8.3.5 Inverzekeringstelling
Na ophouding voor onderzoek is inverzekeringstelling het tweede dwangmiddel waardoor een verdachte van zijn vrijheid kan worden beroofd. De (hulp)officier van justitie beslist of inverzekeringstelling noodzakelijk is. In de meeste gevallen wordt een verdachte na verhoor echter weer op vrije voeten gesteld. De verblijfplaats van verdachte verandert meestal niet door toepassing van het dwangmiddel inverzekeringstelling: meestal wordt ook de inverzekeringstelling ondergaan in een politiebureau. Bij uitzondering kan de inverzekeringstelling in een huis van bewaring ten uitvoer worden gelegd. Het bevel tot inverzekeringstelling moet vermelden van welk strafbaar feit de verdachte wordt verdacht (59 lid 2 Sv).

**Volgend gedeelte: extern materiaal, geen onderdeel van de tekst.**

impl Settings {
    /// Load configuration from all sources.
    pub fn load() -> std::result::Result<Self, figment::Error> {
        let config_path = Self::find_workspace_config()
            .unwrap_or_else(|| PathBuf::from(WORKSPACE_DIR).join("config.toml"));
        Self::load_from(config_path)
    }

    /// Load configuration from a specific file plus env overrides.
    pub fn load_from(path: impl AsRef<Path>) -> std::result::Result<Self, figment::Error> {
        Figment::new()
            .merge(Serialized::defaults(Settings::default()))
            .merge(Toml::file(path))
            .merge(Env::prefixed("CERBERUS_").map(|key| {
                key.as_str().to_lowercase().replace("__", ".").into()
            }))
            .extract()
    }

    /// Resolve `runtime_dir`-relative paths against the workspace root.
    pub fn backup_dir(&self) -> PathBuf {
        self.resolve_runtime(&self.mutation.backup_dir.clone())
    }

    pub fn history_dir(&self) -> PathBuf {
        self.resolve_runtime(&self.mutation.history_dir.clone())
    }

    fn resolve_runtime(&self, path: &Path) -> PathBuf {
        if path.is_absolute() {
            path.to_path_buf()
        } else {
            self.runtime_dir.join(path)
        }
    }

    /// Walk ancestors looking for a `.cerberus` directory.
    fn find_workspace_config() -> Option<PathBuf> {
        let current = std::env::current_dir().ok()?;
        for ancestor in current.ancestors() {
            let config_dir = ancestor.join(WORKSPACE_DIR);
            if config_dir.is_dir() {
                return Some(config_dir.join("config.toml"));
            }
        }
        None
    }

    /// Workspace root, i.e. the directory containing `.cerberus`.
    pub fn workspace_root() -> Option<PathBuf> {
        let current = std::env::current_dir().ok()?;
        for ancestor in current.ancestors() {
            if ancestor.join(WORKSPACE_DIR).is_dir() {
                return Some(ancestor.to_path_buf());
            }
        }
        None
    }

    /// Save current configuration to a TOML file.
    pub fn save(&self, path: impl AsRef<Path>) -> anyhow::Result<()> {
        let path = path.as_ref();
        if let Some(parent) = path.parent() {
            std::fs::create_dir_all(parent)?;
        }
        let toml_string = toml::to_string_pretty(self)?;
        std::fs::write(path, toml_string)?;
        Ok(())
    }

    /// Create a default config file, failing if one exists unless forced.
    pub fn init_config_file(force: bool) -> anyhow::Result<PathBuf> {
        let config_path = PathBuf::from(WORKSPACE_DIR).join("config.toml");
        if !force && config_path.exists() {
            anyhow::bail!("Configuration file already exists. Use --force to overwrite");
        }
        Settings::default().save(&config_path)?;
        Ok(config_path)
    }
}

#[cfg(test)]
mod tests {
    use super::*;
    use std::fs;
    use tempfile::TempDir;

    #[test]
    fn default_settings_are_sane() {
        let settings = Settings::default();
        assert_eq!(settings.version, 1);
        assert_eq!(settings.scanner.batch_size, 100);
        assert_eq!(settings.embedding.dimension, 384);
        assert_eq!(settings.daemon.port, 9876);
        assert_eq!(settings.watcher.debounce_ms, 2_000);
        assert!((settings.retrieval.keyword_weight - 0.5).abs() < f32::EPSILON);
    }

    #[test]
    fn load_from_toml_overrides_defaults() {
        let temp_dir = TempDir::new().unwrap();
        let config_path = temp_dir.path().join("config.toml");

        let toml_content = r#"
version = 2

[scanner]
batch_size = 25
max_file_bytes = 2048

[daemon]
port = 7001

[retrieval]
default_mode = "keyword"
"#;
        fs::write(&config_path, toml_content).unwrap();

        let settings = Settings::load_from(&config_path).unwrap();
        assert_eq!(settings.version, 2);
        assert_eq!(settings.scanner.batch_size, 25);
        assert_eq!(settings.scanner.max_file_bytes, 2048);
        assert_eq!(settings.daemon.port, 7001);
        assert_eq!(settings.retrieval.default_mode, "keyword");
        // Untouched sections keep their defaults.
        assert_eq!(settings.watcher.debounce_ms, 2_000);
    }

    #[test]
    fn save_and_reload() {
        let temp_dir = TempDir::new().unwrap();
        let config_path = temp_dir.path().join("config.toml");

        let mut settings = Settings::default();
        settings.daemon.port = 7777;
        settings.embedding.enabled = true;
        settings.save(&config_path).unwrap();

        let loaded = Settings::load_from(&config_path).unwrap();
        assert_eq!(loaded.daemon.port, 7777);
        assert!(loaded.embedding.enabled);
    }

    #[test]
    fn backup_dir_resolves_relative_to_runtime() {
        let mut settings = Settings::default();
        settings.runtime_dir = PathBuf::from("/tmp/project/.cerberus");
        assert_eq!(
            settings.backup_dir(),
            PathBuf::from("/tmp/project/.cerberus/backups")
        );

        settings.mutation.backup_dir = PathBuf::from("/var/backups");
        assert_eq!(settings.backup_dir(), PathBuf::from("/var/backups"));
    }
}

Inverzekeringstelling is slechts toegestaan 'in het belang van het onderzoek'. Denk aan de situatie waarin de verdachte mogelijk sporen van het strafbare feit zou uitwissen, uitvoeriger verhoor noodzakelijk blijkt of de verdachte mogelijk zou vluchten. Daarnaast moet er, net als bij aanhouding buiten heterdaad, sprake zijn van een geval waarin voorlopige hechtenis is toegelaten (58 lid 1 Sv). Dat betekent dat een geval als bedoeld in 67 lid 1 of 2 Sv zich moet voordoen.

Het bevel tot inverzekeringstelling is maximaal drie dagen van kracht. Na deze drie dagen is het mogelijk de inverzekeringstelling bij dringende noodzakelijkheid met dezelfde periode te verlengen (58 lid 2 Sv). Alleen de officier van justitie mag daartoe beslissen. Art. 59a Sv schrijft voor dat de verdachte in dat geval, gerekend vanaf het moment van de aanhouding, binnen drie dagen en vijftien uren voor de rechter-commissaris moet worden geleid. Deze zal moeten beoordelen of de inverzekeringstelling wel rechtmatig is.